NCT05427370 · Sunnybrook Health Sciences Centre
The Canadian CABG or PCI in Patients With Ischemic Cardiomyopathy Trial (STICH3C)
What this study is about
The Canadian CABG or PCI in Patients With Ischemic Cardiomyopathy (STICH3C) trial is a forward-looking, unblinded, international multi-center randomly assigned trial of 754 subjects enrolled in approximately 45 centers comparing revascularization by percutaneous coronary intervention (PCI) vs.
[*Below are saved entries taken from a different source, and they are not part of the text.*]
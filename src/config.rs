//! Configuration values passed into the store and the controller
//!
//! Nothing in the library reads process-wide state; the binary resolves
//! flags and environment into these structs and hands them down.

use std::path::PathBuf;
use std::time::Duration;

use crate::retry::BackoffConfig;
use crate::{Error, Result};

/// Longest label name Kubernetes accepts
const MAX_LABEL_NAME_LEN: usize = 63;

/// Longest label prefix (a DNS subdomain) Kubernetes accepts
const MAX_LABEL_PREFIX_LEN: usize = 253;

/// Default root directory for per-node state files
pub const DEFAULT_STATE_DIR: &str = "/var/lib/cni/tenantcni";

/// Default prefix length of the subnet handed to each tenant
pub const DEFAULT_SUBNET_PREFIX: u8 = 24;

/// Default reverse-domain prefix of the per-tenant node label
pub const DEFAULT_LABEL_DOMAIN: &str = "jovik31.dev";

/// Default plugin segment of the per-tenant node label
pub const DEFAULT_PLUGIN_NAME: &str = "tenantcni";

/// Value written to the per-tenant node label
pub const TENANT_ENABLED: &str = "Enabled";

/// Where a [`NodeStore`](crate::ipam::NodeStore) keeps its record
#[derive(Clone, Debug, PartialEq, Eq)]
pub struct NodeStoreConfig {
    /// Directory holding one `<node>.json` file per node
    pub root_dir: PathBuf,
}

impl Default for NodeStoreConfig {
    fn default() -> Self {
        Self {
            root_dir: PathBuf::from(DEFAULT_STATE_DIR),
        }
    }
}

impl NodeStoreConfig {
    /// Store rooted at the given directory
    pub fn new(root_dir: impl Into<PathBuf>) -> Self {
        Self {
            root_dir: root_dir.into(),
        }
    }
}

/// Builds the node label that marks a tenant network as active on a node.
///
/// Key pattern: `<domain>.<plugin>.<tenant>`.
#[derive(Clone, Debug, PartialEq, Eq)]
pub struct LabelConfig {
    /// Reverse-domain segment
    pub domain: String,
    /// Plugin segment
    pub plugin: String,
}

impl Default for LabelConfig {
    fn default() -> Self {
        Self {
            domain: DEFAULT_LABEL_DOMAIN.to_string(),
            plugin: DEFAULT_PLUGIN_NAME.to_string(),
        }
    }
}

impl LabelConfig {
    /// Label key for the given tenant
    pub fn key_for(&self, tenant: &str) -> String {
        format!("{}.{}.{}", self.domain, self.plugin, tenant)
    }

    /// Label key for the given tenant, checked against the Kubernetes label
    /// key syntax so a node write can never be rejected for it.
    ///
    /// # Errors
    ///
    /// [`Error::InvalidLabel`] naming the rule the key breaks.
    pub fn checked_key_for(&self, tenant: &str) -> Result<String> {
        let key = self.key_for(tenant);
        validate_label_key(&key).map_err(|message| Error::InvalidLabel {
            tenant: tenant.to_string(),
            key: key.clone(),
            message,
        })?;
        Ok(key)
    }
}

/// `[prefix/]name`, where name is at most 63 characters of `[A-Za-z0-9._-]`
/// starting and ending alphanumeric, and prefix is a DNS subdomain.
fn validate_label_key(key: &str) -> std::result::Result<(), String> {
    let (prefix, name) = match key.rsplit_once('/') {
        Some((prefix, name)) => (Some(prefix), name),
        None => (None, key),
    };

    if name.is_empty() || name.len() > MAX_LABEL_NAME_LEN {
        return Err(format!(
            "name part is {} characters, must be 1-{MAX_LABEL_NAME_LEN}",
            name.len()
        ));
    }
    if !name
        .chars()
        .all(|c| c.is_ascii_alphanumeric() || matches!(c, '-' | '_' | '.'))
    {
        return Err("name part may only contain [A-Za-z0-9._-]".to_string());
    }
    let alnum = |c: Option<char>| c.is_some_and(|c| c.is_ascii_alphanumeric());
    if !alnum(name.chars().next()) || !alnum(name.chars().last()) {
        return Err("name part must start and end with an alphanumeric character".to_string());
    }

    if let Some(prefix) = prefix {
        let valid = !prefix.is_empty()
            && prefix.len() <= MAX_LABEL_PREFIX_LEN
            && prefix.split('.').all(|part| {
                !part.is_empty()
                    && part
                        .chars()
                        .all(|c| c.is_ascii_lowercase() || c.is_ascii_digit() || c == '-')
                    && !part.starts_with('-')
                    && !part.ends_with('-')
            });
        if !valid {
            return Err(format!("prefix '{prefix}' is not a DNS subdomain"));
        }
    }
    Ok(())
}

/// Tunables for the tenant controller
#[derive(Clone, Debug)]
pub struct ControllerConfig {
    /// Name of the node this agent manages
    pub node_name: String,
    /// Node label naming
    pub labels: LabelConfig,
    /// Number of workers draining the queue
    pub workers: usize,
    /// Deadline for each Kubernetes API call made during reconcile
    pub api_timeout: Duration,
    /// Interval between full resyncs of every cached tenant
    pub resync_interval: Duration,
    /// Requeue schedule for keys whose reconcile failed transiently
    pub backoff: BackoffConfig,
}

impl ControllerConfig {
    /// Defaults for the given node
    pub fn new(node_name: impl Into<String>) -> Self {
        Self {
            node_name: node_name.into(),
            labels: LabelConfig::default(),
            workers: 2,
            api_timeout: Duration::from_secs(10),
            resync_interval: Duration::from_secs(600),
            backoff: BackoffConfig {
                max_attempts: 0,
                initial_delay: Duration::from_millis(5),
                max_delay: Duration::from_secs(300),
                multiplier: 2.0,
            },
        }
    }
}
View original scientific description
The Canadian CABG or PCI in Patients With Ischemic Cardiomyopathy (STICH3C) trial is a prospective, unblinded, international multi-center randomized trial of 754 subjects enrolled in approximately 45 centers comparing revascularization by percutaneous coronary intervention (PCI) vs. coronary artery bypass grafting (CABG) in patients with multivessel/left main (LM) coronary artery disease (CAD) and reduced left ventricular ejection fraction (LVEF). The primary objective is to determine whether CABG compared to PCI is associated with a reduction in all-cause death, stroke, spontaneous myocardial infarction (MI), urgent repeat revascularization (RR), or heart failure (HF) readmission over a median follow-up of 5 years in patients with multivessel/LM CAD and ischemic left ventricular dysfunction (iLVSD). Eligible patients are considered by the local Heart Team appropriate and amenable for non-emergent revascularization by both modes of revascularization. The secondary objectives are to describe the early risks of both procedures, and a comprehensive set of patient-reported outcomes longitudinally.
Who can participate
This study lists these criteria on ClinicalTrials.gov. A study coordinator reviews eligibility during screening — this page does not determine whether you qualify.
Inclusion criteria
- Age \>18 years;
- LVEF ≤40% quantified by either echocardiography, SPECT ventriculography, or magnetic resonance within 2 months of randomization;
- Prognostically important multivessel CAD (triple vessel CAD or double vessel disease including the left anterior descending (LAD) or LM). Significant coronary stenosis is defined as ≥ 70% based on coronary angiography, and/or fractional flow reserve (FFR) ≤0.80 or instantaneous wave-free ratio (iFR) ≤0.89. For LM disease, significant coronary stenosis is defined as \>50% based on coronary angiography, intravascular ultrasound (IVUS) minimal luminal area (MLA) ≤6.0 mm2 (\<4.5 mm2 Asian descent), or equivalent optical coherence tomography (OCT) measurements;
- The institutional Heart Team agrees that guideline-directed medical therapy (GDMT) has been initiated for ≥1 month in prevalent and newly diagnosed cases. In patients hospitalized with newly diagnosed iLVSD (with or without acute coronary syndrome (ACS)) requiring revascularization before discharge, GDMT needs to be initiated, when possible in-hospital before randomization, with the expectation that it will be titrated to maximally tolerated doses after revascularization;
- Signed informed consent.
Exclusion criteria
- Decompensated HF requiring inotropic/adrenergic support, invasive or non-invasive ventilation or intra-aortic balloon pump/ventricular assist device therapy less than 48 hours prior to randomization;
- Recent (\<4 weeks) ST-elevation MI;
- Concomitant severe valvular disease or other condition such as left ventricular aneurysm requiring surgical repair or replacement;
- Planned major concomitant surgical procedures (LAAO and AF ablation surgical procedures permitted);
- Prior PCI within the past 12 months (to reduce restenosis events from prior PCIs contributing to the primary outcome);
- Prior cardiac surgery;
- Prohibitive bleeding risk mandating avoidance of dual antiplatelet therapy;
- Circumstances likely to lead to poor treatment adherence;
- Severe end-organ dysfunction (such as dialysis, liver failure, respiratory failure, cancer) that reduces life expectancy to less than 5 years;
- Current pregnancy;
- Patient not amenable to both CABG or PCI according to the Heart Team;
- Takotsubo/Takotsubo Cardiomyopathy/Broken Heart Syndrome.
Where
- Los Angeles, California
- New Haven, Connecticut
- Louisville, Kentucky
- Baltimore, Maryland
- Rochester, Minnesota
- Cleveland, Ohio
Frequently asked questions
What is a clinical trial?
A clinical trial is a research study that tests new medical treatments, drugs, devices, or procedures to determine their safety and effectiveness. Trials are carefully designed and monitored to protect participants while advancing medical knowledge.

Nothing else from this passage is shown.